Strongyloides ratti: in vitro and in vivo activity of tribendimidine

Background

Strongyloidiasis is a truly neglected tropical disease, but its public health significance is far from being negligible. At present, only a few drugs are available for the treatment and control of strongyloidiasis.

Methodology/Principal Findings

We investigated the activity of tribendimidine against third-stage larvae (L₃) of Strongyloides ratti in vitro and against juvenile and adult stages of the parasite in vivo. S. ratti larvae incubated in PBS buffer containing 10–100 µg/ml tribendimidine died within 24 hours. A single 50 mg/kg oral dose of tribendimidine administered to rats infected with 1-day-old S. ratti showed no effect.
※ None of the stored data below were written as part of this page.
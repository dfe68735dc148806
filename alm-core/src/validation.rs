//! Field-level validation for requirements and designs
//!
//! Pure checks with no I/O. Every violation is collected so callers can show
//! the full list at once.

use serde::Serialize;

use crate::error::AlmError;
use crate::models::{Design, Requirement, REQUIREMENT_ID_PREFIX};

pub const MAX_ID_LEN: usize = 20;
pub const MAX_TITLE_LEN: usize = 200;
pub const MAX_CATEGORY_LEN: usize = 50;
pub const MAX_DESIGN_NAME_LEN: usize = 200;

/// Outcome of validating one entity
#[derive(Debug, Clone, PartialEq, Eq, Serialize)]
pub struct ValidationResult {
    pub valid: bool,
    pub errors: Vec<String>,
}

impl ValidationResult {
    fn from_errors(errors: Vec<String>) -> Self {
        Self {
            valid: errors.is_empty(),
            errors,
        }
    }

    /// Converts a failed result into [`AlmError::ValidationFailed`]
    pub fn into_result(self) -> Result<(), AlmError> {
        if self.valid {
            Ok(())
        } else {
            Err(AlmError::ValidationFailed(self.errors))
        }
    }
}

/// Checks the field invariants of a requirement
pub fn validate_requirement(req: &Requirement) -> ValidationResult {
    let mut errors = Vec::new();

    if req.id.is_empty() || !req.id.starts_with(REQUIREMENT_ID_PREFIX) {
        errors.push(format!("ID must start with '{}'", REQUIREMENT_ID_PREFIX));
    }
    if req.id.chars().count() > MAX_ID_LEN {
        errors.push(format!("ID must not exceed {} characters", MAX_ID_LEN));
    }

    if req.title.trim().is_empty() {
        errors.push("Title is required".to_string());
    }
    if req.title.chars().count() > MAX_TITLE_LEN {
        errors.push(format!("Title must not exceed {} characters", MAX_TITLE_LEN));
    }

    if let Some(category) = &req.category {
        if category.chars().count() > MAX_CATEGORY_LEN {
            errors.push(format!(
                "Category must not exceed {} characters",
                MAX_CATEGORY_LEN
            ));
        }
    }

    // status and priority are closed enums, membership holds by construction

    ValidationResult::from_errors(errors)
}

/// Checks the field invariants of a design
pub fn validate_design(design: &Design) -> ValidationResult {
    let mut errors = Vec::new();

    if design.name.trim().is_empty() {
        errors.push("Name is required".to_string());
    }
    if design.name.chars().count() > MAX_DESIGN_NAME_LEN {
        errors.push(format!(
            "Name must not exceed {} characters",
            MAX_DESIGN_NAME_LEN
        ));
    }
    if design.description.trim().is_empty() {
        errors.push("Description is required".to_string());
    }

    ValidationResult::from_errors(errors)
}

#[cfg(test)]
mod tests {
    use super::*;
    use crate::models::{DesignStatus, DesignType, Priority, RequirementStatus};
    use chrono::Utc;
    use std::collections::BTreeSet;

    fn requirement(id: &str, title: &str) -> Requirement {
        let now = Utc::now();
        Requirement {
            id: id.to_string(),
            title: title.to_string(),
            description: String::new(),
            status: RequirementStatus::Draft,
            priority: Priority::Medium,
            category: None,
            parent_id: None,
            verification_criteria: String::new(),
            design_ids: BTreeSet::new(),
            created_at: now,
            updated_at: now,
        }
    }

    fn design(name: &str, description: &str) -> Design {
        let now = Utc::now();
        Design {
            id: None,
            name: name.to_string(),
            description: description.to_string(),
            design_type: DesignType::Component,
            status: DesignStatus::Draft,
            requirement_ids: BTreeSet::new(),
            created_at: now,
            updated_at: now,
        }
    }

    #[test]
    fn test_valid_requirement() {
        let result = validate_requirement(&requirement("REQ-001", "Login flow"));
        assert!(result.valid);
        assert!(result.errors.is_empty());
        assert!(result.into_result().is_ok());
    }

    #[test]
    fn test_errors_are_accumulated() {
        let mut req = requirement("ISSUE-1", "   ");
        req.category = Some("c".repeat(51));

        let result = validate_requirement(&req);

        assert!(!result.valid);
        assert_eq!(
            result.errors,
            vec![
                "ID must start with 'REQ-'".to_string(),
                "Title is required".to_string(),
                "Category must not exceed 50 characters".to_string(),
            ]
        );
    }

    #[test]
    fn test_length_limits() {
        let long_id = format!("REQ-{}", "9".repeat(17));
        let result = validate_requirement(&requirement(&long_id, &"t".repeat(201)));
        assert_eq!(
            result.errors,
            vec![
                "ID must not exceed 20 characters".to_string(),
                "Title must not exceed 200 characters".to_string(),
            ]
        );

        // limits are inclusive and count characters, not bytes
        let result = validate_requirement(&requirement("REQ-001", &"é".repeat(200)));
        assert!(result.valid);
    }

    #[test]
    fn test_empty_id_rejected() {
        let result = validate_requirement(&requirement("", "Title"));
        assert_eq!(result.errors, vec!["ID must start with 'REQ-'".to_string()]);
    }

    #[test]
    fn test_validation_does_not_mutate() {
        let req = requirement("bad", "");
        let before = req.clone();
        let _ = validate_requirement(&req);
        assert_eq!(req, before);
    }

    #[test]
    fn test_design_requires_name_and_description() {
        assert!(validate_design(&design("Auth service", "Handles login")).valid);

        let result = validate_design(&design(" ", ""));
        assert_eq!(
            result.errors,
            vec!["Name is required".to_string(), "Description is required".to_string()]
        );

        let err = validate_design(&design(&"n".repeat(201), "x"))
            .into_result()
            .unwrap_err();
        assert!(matches!(err, AlmError::ValidationFailed(ref errors) if errors.len() == 1));
    }
}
The same dose administered to rats harboring a 2-day-old infection showed a moderate reduction of the intestinal parasite load. Three days post-exposure a significant reduction of the immature worm burden was found. Administration of tribendimidine at doses of 50 mg/kg and above to rats harboring mature S. ratti resulted in a complete elimination of the larval and adult worm burden. For comparison, we also administered ivermectin at a single 0.5 mg/kg oral dose to rats infected with adult S. ratti and found a 90% reduction of larvae and a 100% reduction of adult worms.

Conclusion/Significance

Tribendimidine exhibits activity against S. ratti in vitro and in vivo. The effect of tribendimidine in humans infected with S. stercoralis should be assessed.